Я пригляделась… а ведь неспроста он брата держит, и волосы егоные, потемневшие от поту, перебирает. Вьются нити силы, протянулись от Еремы к Елисею…
— Что видишь? — Ерема на мое любопытствие не обозлился. И спрашивал спокойне, да только у меня в грудях вновь заколотилось.
— Вижу, что ты силой с ним делишься.
— Верно. На него теперь глянь.
Глянула.
И глядела… и долгехонько глядела… выглядывала. И выглядела. Сперва-то только человека и увидала, каковой на полу лежит, не то спит, не то и вовсе помер. Елисей и дышал-то через раз. А сердце едва-едва в грудях стучало.
После увидела я, что сердце это — будто бы в кольце синем, льдистом. А от кольца того к рукам и ногам нити идут, и натянуты они, тронь одну — зазвенит, мучение сим звоном порождая.
Не падучая.
Падучая — болезнь, Елисея же прокляли.
— Говорил, увидит… а ты…
— Погоди, — прервал Еську Ерема. — Так что видишь, Зослава?
Я протянула руку и нарисовала над грудью Елисеевой круг.
— Проклятье… сердце заперли.
— Хорошо сказано, — Ерема кивнул. — Заперли, только не проклятье… нарочно его никто не проклинал. Приглядись еще.
К чему?
Ах, спросить бы, да только не скажет, поелику не честно будет сие. И гляжу, щурюся, глаза выпячиваю с натуги. И мнится, скоро сама стану на рака похожею.
Вон, ужо рябить стало.
Иль не рябить?
Вспыхнуло тело Елисеево прозеленью, полыхнуло, потянулось, меняя очертания. И кольцо наружу вывернулось, а с ним и нити, что ослабли, да ненадолго. Вновь дрогнули, натянулись.
Не человек лежал.
Зверь.
— Оборотень? — тихо спросила я.
— На четвертушку, — так же тихо ответил Ерема.

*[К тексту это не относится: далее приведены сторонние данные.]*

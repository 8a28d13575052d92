use axum::{
    Router,
    body::Body,
    http::{HeaderValue, Method, Request, header},
    middleware,
    middleware::Next,
    routing::{get, post},
};
use tower_http::cors::CorsLayer;

use super::AppState;
use super::handlers::{tasks, webhooks};

fn build_cors() -> CorsLayer {
    CorsLayer::new()
        .allow_origin(tower_http::cors::Any)
        .allow_methods([Method::GET, Method::POST, Method::OPTIONS])
        .allow_headers(tower_http::cors::Any)
}

pub fn build_api_router(state: AppState) -> Router {
    Router::new()
        .route("/api/send-message/", post(tasks::send_message_endpoint))
        .route("/api/request-exam/", post(tasks::request_exam_endpoint))
        .route("/api/submit-exam/", post(tasks::submit_exam_endpoint))
        .route(
            "/api/grading-webhook/",
            post(webhooks::grading_webhook_endpoint),
        )
        .route(
            "/api/exam-webhook/{request_id}/",
            post(webhooks::exam_webhook_endpoint),
        )
        .route(
            "/api/ai-webhook/{request_id}/",
            post(webhooks::ai_webhook_endpoint),
        )
        .route(
            "/api/requests/{request_id}/",
            get(tasks::request_status_endpoint),
        )
        .route("/api/health", get(tasks::health_endpoint))
        .layer(middleware::from_fn(security_headers))
        .layer(build_cors())
        .with_state(state)
}

async fn security_headers(req: Request<Body>, next: Next) -> axum::response::Response {
    let mut response = next.run(req).await;
    let headers = response.headers_mut();
    headers.insert(
        header::X_CONTENT_TYPE_OPTIONS,
        HeaderValue::from_static("nosniff"),
    );
    headers.insert(header::X_FRAME_OPTIONS, HeaderValue::from_static("DENY"));
    response
}
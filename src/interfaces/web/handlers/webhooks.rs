use axum::{
    Json,
    extract::{Path, State},
    http::HeaderMap,
};
use serde::Deserialize;
use tracing::info;

use super::super::AppState;
use crate::core::signature;
use crate::core::store::types::CallbackOutcome;
use crate::error::ApiError;

/// Body of a completion callback. `request_id` is optional here because the
/// exam and chat routes carry it in the path instead.
#[derive(Deserialize)]
pub struct CompletionPayload {
    #[serde(default)]
    pub request_id: Option<String>,
    pub outcome: CallbackOutcome,
    #[serde(default)]
    pub result: String,
}

/// Callback for exam generation; id in the path.
pub async fn exam_webhook_endpoint(
    Path(request_id): Path<String>,
    State(state): State<AppState>,
    headers: HeaderMap,
    body: String,
) -> Result<Json<serde_json::Value>, ApiError> {
    verify_signature(&state, &headers, &body)?;
    let payload = parse_payload(&body)?;
    apply_completion(&state, &request_id, payload).await
}

/// Callback for chat; id in the path.
pub async fn ai_webhook_endpoint(
    Path(request_id): Path<String>,
    State(state): State<AppState>,
    headers: HeaderMap,
    body: String,
) -> Result<Json<serde_json::Value>, ApiError> {
    verify_signature(&state, &headers, &body)?;
    let payload = parse_payload(&body)?;
    apply_completion(&state, &request_id, payload).await
}

/// Callback for grading; id in the body.
pub async fn grading_webhook_endpoint(
    State(state): State<AppState>,
    headers: HeaderMap,
    body: String,
) -> Result<Json<serde_json::Value>, ApiError> {
    verify_signature(&state, &headers, &body)?;
    let payload = parse_payload(&body)?;
    let request_id = payload
        .request_id
        .clone()
        .ok_or_else(|| ApiError::BadRequest("grading callback is missing request_id".into()))?;
    apply_completion(&state, &request_id, payload).await
}

fn parse_payload(body: &str) -> Result<CompletionPayload, ApiError> {
    serde_json::from_str(body).map_err(|e| ApiError::BadRequest(e.to_string()))
}

/// Raw-body HMAC check. Active only when a secret is configured; otherwise
/// the webhook boundary is trusted-network-only.
fn verify_signature(state: &AppState, headers: &HeaderMap, body: &str) -> Result<(), ApiError> {
    if state.webhook_secret.is_empty() {
        return Ok(());
    }
    let sig = headers
        .get("x-signature")
        .and_then(|v| v.to_str().ok())
        .ok_or(ApiError::BadSignature)?;
    if signature::verify(&state.webhook_secret, body, sig) {
        Ok(())
    } else {
        Err(ApiError::BadSignature)
    }
}

async fn apply_completion(
    state: &AppState,
    request_id: &str,
    payload: CompletionPayload,
) -> Result<Json<serde_json::Value>, ApiError> {
    let req = state
        .store
        .complete_request(request_id, payload.outcome, &payload.result)
        .await?;

    info!(
        "Request {} moved to {} via webhook",
        req.request_id,
        req.status.as_str()
    );

    Ok(Json(serde_json::json!({
        "success": true,
        "request_id": req.request_id,
        "status": req.status,
    })))
}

Как же оно возможно такое?
Оборотни… оборотни всякими бывают. Одне родятся в двух ипостасях, и сие есть милость Божинина к детям своим. Да мало их, мыслю, не больше, нежель берендеев. Но есть и иные, Мораною меченые. Сами по воле своей человеческую долю со звериною смешавшие.